The position of the stressed syllable in the last lexical item in each sentence is systematically varied (on the final, penult or antepenult syllable).

The last lexical item in each sentence is (near-)identical in all dialects, permitting comparison of nuclear accent contours across utterance types/dialects.

A scene from the folk tale narrative


A read narrative yields data in which different speakers of the same dialect all produce the same sentences, within a narrative sequence.

Later, the speaker is asked to tell the story again from memory. The retold narrative yields instances of the same or similar sentence produced semi- spontaneously by different speakers of the same dialect.

The map task route

Map Task

The map task yields semi-spontaneous dialogue between two participants.

Mismatches are included in the maps to naturally generate questions in the conversation.

The names of landmarks on the map contain sonorant speech sounds, and the position of the stressed syllable is systematically varied in the final word of each landmark name.

An Arabic cooking dish

Free Conversation

Free conversation between two participants, on one or more topics: what is shared or unique about your dialect of Arabic, cooking and food, fashion, cars or sport.

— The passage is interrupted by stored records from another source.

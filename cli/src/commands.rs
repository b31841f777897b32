pub mod check;
pub mod scan;

use std::path::PathBuf;
use std::time::Duration;

use clap::{Args, Parser, Subcommand};
use pnet::ipnetwork::IpNetwork;
use pnet::util::MacAddr;
use synack_common::config::{self, Config, ShutdownPolicy};
use synack_common::network::filter;

#[derive(Parser)]
#[command(name = "synack")]
#[command(about = "A stateless TCP scanner that waits for services to speak.")]
pub struct CommandLine {
    /// Raise log verbosity (-v debug, -vv trace)
    #[arg(short, long, action = clap::ArgAction::Count, global = true)]
    pub verbose: u8,

    #[command(subcommand)]
    pub command: Commands,
}

#[derive(Subcommand)]
pub enum Commands {
    /// Probe targets and report how each one answered
    #[command(alias = "s")]
    Scan(ScanArgs),
    /// Show which addresses a blocklist would exclude
    #[command(alias = "c")]
    Check {
        #[arg(short, long)]
        blocklist: PathBuf,
        #[arg(required = true, value_parser = parse_addr)]
        addrs: Vec<std::net::IpAddr>,
    },
}

#[derive(Args, Debug)]
pub struct ScanArgs {
    /// Addresses or CIDR blocks to probe
    #[arg(required = true, value_parser = parse_target)]
    pub targets: Vec<IpNetwork>,

    /// Destination ports, comma separated
    #[arg(short, long, value_delimiter = ',', default_value = "80")]
    pub ports: Vec<u16>,

    /// Capture interface (defaults to the first usable one)
    #[arg(short, long)]
    pub interface: Option<String>,

    /// MAC address of the next hop every frame is sent to
    #[arg(long, value_parser = parse_mac)]
    pub gateway_mac: MacAddr,

    /// File of addresses and CIDR blocks that must never be probed
    #[arg(short, long)]
    pub blocklist: Option<PathBuf>,

    #[arg(long, default_value_t = config::DEFAULT_MAX_RETRIES)]
    pub max_retries: u32,

    #[arg(long, default_value_t = 1_000)]
    pub retry_interval_ms: u64,

    /// Send an HTTP request after the handshake instead of waiting for a banner
    #[arg(long)]
    pub http: bool,

    /// Discard unfinished handshakes at exit instead of reporting them
    #[arg(long)]
    pub drop_incomplete: bool,

    /// First source port used for probes
    #[arg(long, default_value_t = config::DEFAULT_SOURCE_PORT)]
    pub source_port: u16,
}

impl ScanArgs {
    pub fn to_config(&self) -> Config {
        Config {
            blocklist: self.blocklist.clone(),
            max_retries: self.max_retries,
            retry_interval: Duration::from_millis(self.retry_interval_ms),
            shutdown_policy: match self.drop_incomplete {
                true => ShutdownPolicy::Drop,
                false => ShutdownPolicy::Flush,
            },
            interface: self.interface.clone(),
            source_port: self.source_port,
            ..Config::default()
        }
    }
}

impl CommandLine {
    pub fn parse_args() -> Self {
        Self::parse()
    }
}

fn parse_target(text: &str) -> Result<IpNetwork, String> {
    filter::parse_network(text).ok_or_else(|| format!("'{text}' is not an address or CIDR block"))
}

fn parse_addr(text: &str) -> Result<std::net::IpAddr, String> {
    text.parse().map_err(|_| format!("'{text}' is not an IP address"))
}

fn parse_mac(text: &str) -> Result<MacAddr, String> {
    text.parse().map_err(|_| format!("'{text}' is not a MAC address"))
}

// ╔════════════════════════════════════════════╗
// ║ ████████╗███████╗███████╗████████╗███████╗ ║
// ║ ╚══██╔══╝██╔════╝██╔════╝╚══██╔══╝██╔════╝ ║
// ║    ██║   █████╗  ███████╗   ██║   ███████╗ ║
// ║    ██║   ██╔══╝  ╚════██║   ██║   ╚════██║ ║
// ║    ██║   ███████╗███████║   ██║   ███████║ ║
// ║    ╚═╝   ╚══════╝╚══════╝   ╚═╝   ╚══════╝ ║
// ╚════════════════════════════════════════════╝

We also collected experimental phonetic data, and some read speech in Modern Standard Arabic. Participants were also optionally invited to provide recordings in English, for use in work on second language acquisition of phonology. Finally, we collected data with 2-4 speakers of each dialect using an Arabic version of a Dialogue Completion Task tool*, based on those used in prior work on Spanish and Portuguese. A subset of this additional data will be lodged with UKDS at a future date.

*Blum-Kulka, S., House, J. & Kasper, G. 1989. Investigating cross-cultural pragmatics: An introductory overview. In S. Blum-Kulka, J. House & G. Kasper. (eds). Cross-cultural pragmatics: Requests and apologies. pp1-34. Norwood, NJ: Ablex.